Às vezes me parece tão claro que a vida na verdade não tem sentido algum, não tem nenhum objetivo e que não há nenhum responsável por ela e nem por nós. E se isso for verdade, estou perdendo um tempo precioso quando penso sobre isso. E eu penso muito sobre isso!
Eu não entendo tanta coisa e simplesmente não consigo engolir a tal "fé", que eu ouso descrever como o aceitamento incondicional e indireto de todo esse caos mundial que pode ser tão facilmente visto hoje, que geralmente é sustentado pela idéia de que isso tudo é fruto dos deuses e demônios ou ainda do destino. Me recuso. Sou sincero comigo mesmo, já que não preciso me enganar - eu sou o meu único advogado. Não estou dizendo que tudo isso é mentira, mas que se isso for verdade faltam provas que por direito universal teriam de ser me apresentadas. Afinal, que Deus privilegiaria a ignorância em detrimento da busca pelo entendimento???

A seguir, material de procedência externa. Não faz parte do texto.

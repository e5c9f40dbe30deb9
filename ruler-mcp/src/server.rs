//! Request dispatch and the stdio read loop

use std::io::{self, BufRead, Write};
use serde_json::{json, Value as JsonValue};
use ruler_units::UNITS;
use crate::config::ServerConfig;
use crate::protocol::{
    McpError, McpRequest, McpResponse, INTERNAL_ERROR, PROTOCOL_VERSION, SERVER_NAME, SERVER_VERSION,
};
use crate::tools::{ToolContext, ToolRegistry};

const UNITS_URI: &str = "ruler://units";

pub struct Server {
    tools: ToolRegistry,
    ctx: ToolContext,
}

impl Server {
    pub fn new(config: &ServerConfig) -> Self {
        Self {
            tools: ToolRegistry::default(),
            ctx: ToolContext { parse_policy: config.parse_policy },
        }
    }

    /// Read requests line by line until EOF, writing one response line
    /// per request that carries an id.
    pub fn serve<R: BufRead, W: Write>(&self, mut reader: R, mut writer: W) -> io::Result<()> {
        loop {
            let mut line = String::new();
            if reader.read_line(&mut line)? == 0 {
                tracing::info!("client disconnected (EOF)");
                return Ok(());
            }

            if let Some(response) = self.handle_line(&line) {
                writeln!(writer, "{}", response)?;
                writer.flush()?;
            }
        }
    }

    /// Handle one raw line. `None` for blank lines and notifications.
    pub fn handle_line(&self, line: &str) -> Option<String> {
        let line = line.trim();
        if line.is_empty() {
            return None;
        }
        tracing::debug!(bytes = line.len(), "received");

        let response = match serde_json::from_str::<McpRequest>(line) {
            Ok(request) => {
                let response = self.handle_request(&request);
                // Notifications (no id) get no response
                if request.id.is_none() {
                    tracing::debug!(method = %request.method, "notification processed");
                    return None;
                }
                response
            }
            Err(e) => {
                tracing::warn!(error = %e, "unparseable request");
                McpResponse::from_result(None, Err(McpError::parse_error(e)))
            }
        };

        match serde_json::to_string(&response) {
            Ok(text) => Some(text),
            Err(e) => {
                tracing::error!(error = %e, "failed to serialize response");
                let fallback = json!({
                    "jsonrpc": "2.0",
                    "id": response.id,
                    "error": { "code": INTERNAL_ERROR, "message": "Internal error" }
                });
                Some(fallback.to_string())
            }
        }
    }

    pub fn handle_request(&self, request: &McpRequest) -> McpResponse {
        tracing::debug!(method = %request.method, "processing");

        let result = match request.method.as_str() {
            // Lifecycle
            "initialize" => handle_initialize(&request.params),
            "initialized" | "notifications/initialized" => Ok(json!({})),
            "ping" => Ok(json!({})),

            // Tools
            "tools/list" => self.handle_tools_list(),
            "tools/call" => self.handle_tool_call(&request.params),

            // Resources
            "resources/list" => handle_resources_list(),
            "resources/read" => handle_resources_read(&request.params),

            _ => Err(McpError::method_not_found(&request.method)),
        };

        McpResponse::from_result(request.id.clone(), result)
    }

    fn handle_tools_list(&self) -> Result<JsonValue, McpError> {
        let tools: Vec<JsonValue> = self.tools.list().iter().map(|m| m.to_json()).collect();
        Ok(json!({ "tools": tools }))
    }

    fn handle_tool_call(&self, params: &Option<JsonValue>) -> Result<JsonValue, McpError> {
        let params = params.as_ref()
            .ok_or_else(|| McpError::invalid_params("Missing params"))?;

        let name = params.get("name")
            .and_then(|v| v.as_str())
            .ok_or_else(|| McpError::invalid_params("Missing tool name"))?;

        let args = params.get("arguments").cloned().unwrap_or(json!({}));

        let tool = self.tools.get(name)
            .ok_or_else(|| McpError::invalid_params(format!("Unknown tool: {}", name)))?;

        tracing::info!(tool = name, "tool call");
        tool.call(&args, &self.ctx)
    }
}

fn handle_initialize(params: &Option<JsonValue>) -> Result<JsonValue, McpError> {
    let client_info = params.as_ref()
        .and_then(|p| p.get("clientInfo"))
        .and_then(|c| c.get("name"))
        .and_then(|n| n.as_str())
        .unwrap_or("unknown");

    // Echo the client's protocol version for compatibility
    let client_protocol = params.as_ref()
        .and_then(|p| p.get("protocolVersion"))
        .and_then(|v| v.as_str())
        .unwrap_or(PROTOCOL_VERSION);

    tracing::info!(client = client_info, protocol = client_protocol, "client connected");

    Ok(json!({
        "protocolVersion": client_protocol,
        "serverInfo": {
            "name": SERVER_NAME,
            "version": SERVER_VERSION,
            "description": "Length conversion between centimeters, meters, millimeters and feet"
        },
        "capabilities": {
            "tools": { "listChanged": false },
            "resources": { "subscribe": false, "listChanged": false }
        },
        "instructions": "Use 'convert' with value/from/to (or a query like \"100 cm -> m\"). Use 'list_units' to see the supported units. Results are rounded to 2 decimal places."
    }))
}

fn handle_resources_list() -> Result<JsonValue, McpError> {
    Ok(json!({
        "resources": [{
            "uri": UNITS_URI,
            "name": "units",
            "description": "Supported length units and their scale factors",
            "mimeType": "text/markdown"
        }]
    }))
}

fn handle_resources_read(params: &Option<JsonValue>) -> Result<JsonValue, McpError> {
    let uri = params.as_ref()
        .and_then(|p| p.get("uri"))
        .and_then(|u| u.as_str())
        .ok_or_else(|| McpError::invalid_params("Missing uri parameter"))?;

    if uri != UNITS_URI {
        return Err(McpError::invalid_params(format!("Unknown resource: {}", uri))
            .with_data(json!({ "available": [UNITS_URI] })));
    }

    Ok(json!({
        "contents": [{
            "uri": uri,
            "mimeType": "text/markdown",
            "text": units_markdown()
        }]
    }))
}

fn units_markdown() -> String {
    let mut out = String::from("| Unit | Symbol | Meters per unit |\n|---|---|---|\n");
    for def in UNITS.defs() {
        out.push_str(&format!("| {} | {} | {} |\n", def.label, def.symbol, def.factor));
    }
    out
}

Eu penso que se Deus quisesse que nós acreditássemos nEle, ele nos deixaria saber disso, no mínimo. Assim poderíamos de fato nos agarrar não em uma probabilidade, mas em uma certeza! Aí sim poderiamos ser submetido a um possível julgamento justo. Então o conceito de livre-arbítrio afinal faria algum sentido.
Eu tento imaginar o que leva as pessoas religiosas a ter certeza da existência de Deus... Será a sensação da presença dEle (que injustamente eu não teria)? Ou será tudo isso lógico e provado (e eu que ainda não entendi)?
Eu quero acreditar em uma força maior, preciso disso! É infinitamente mais reconfortante considerar essa possibilidade. Acontece que eu não quero que esse conforto, essa paz, seja uma desculpa para acreditar nEle, e que ocupe o lugar da verdadeira verdade.
(Verdade. Essa eu sei que existe...)
Foi com esse ponto de vista que iniciei esse post. O medo de a vida ser um acaso cósmico, um acerto perfeito de organização atômica, molecular, sistêmica. Apesar de muita coisa apontar o contrário (que tudo não é mero acaso), ainda tudo não passa de possibilidades, pelo menos para mim. E eu não procuro por possibilidades, procuro por uma única certeza, seja ela qual for.
Preciso parar de perder o tempo preciso da minha vida e aprender a vive-la, com ou sem Deus.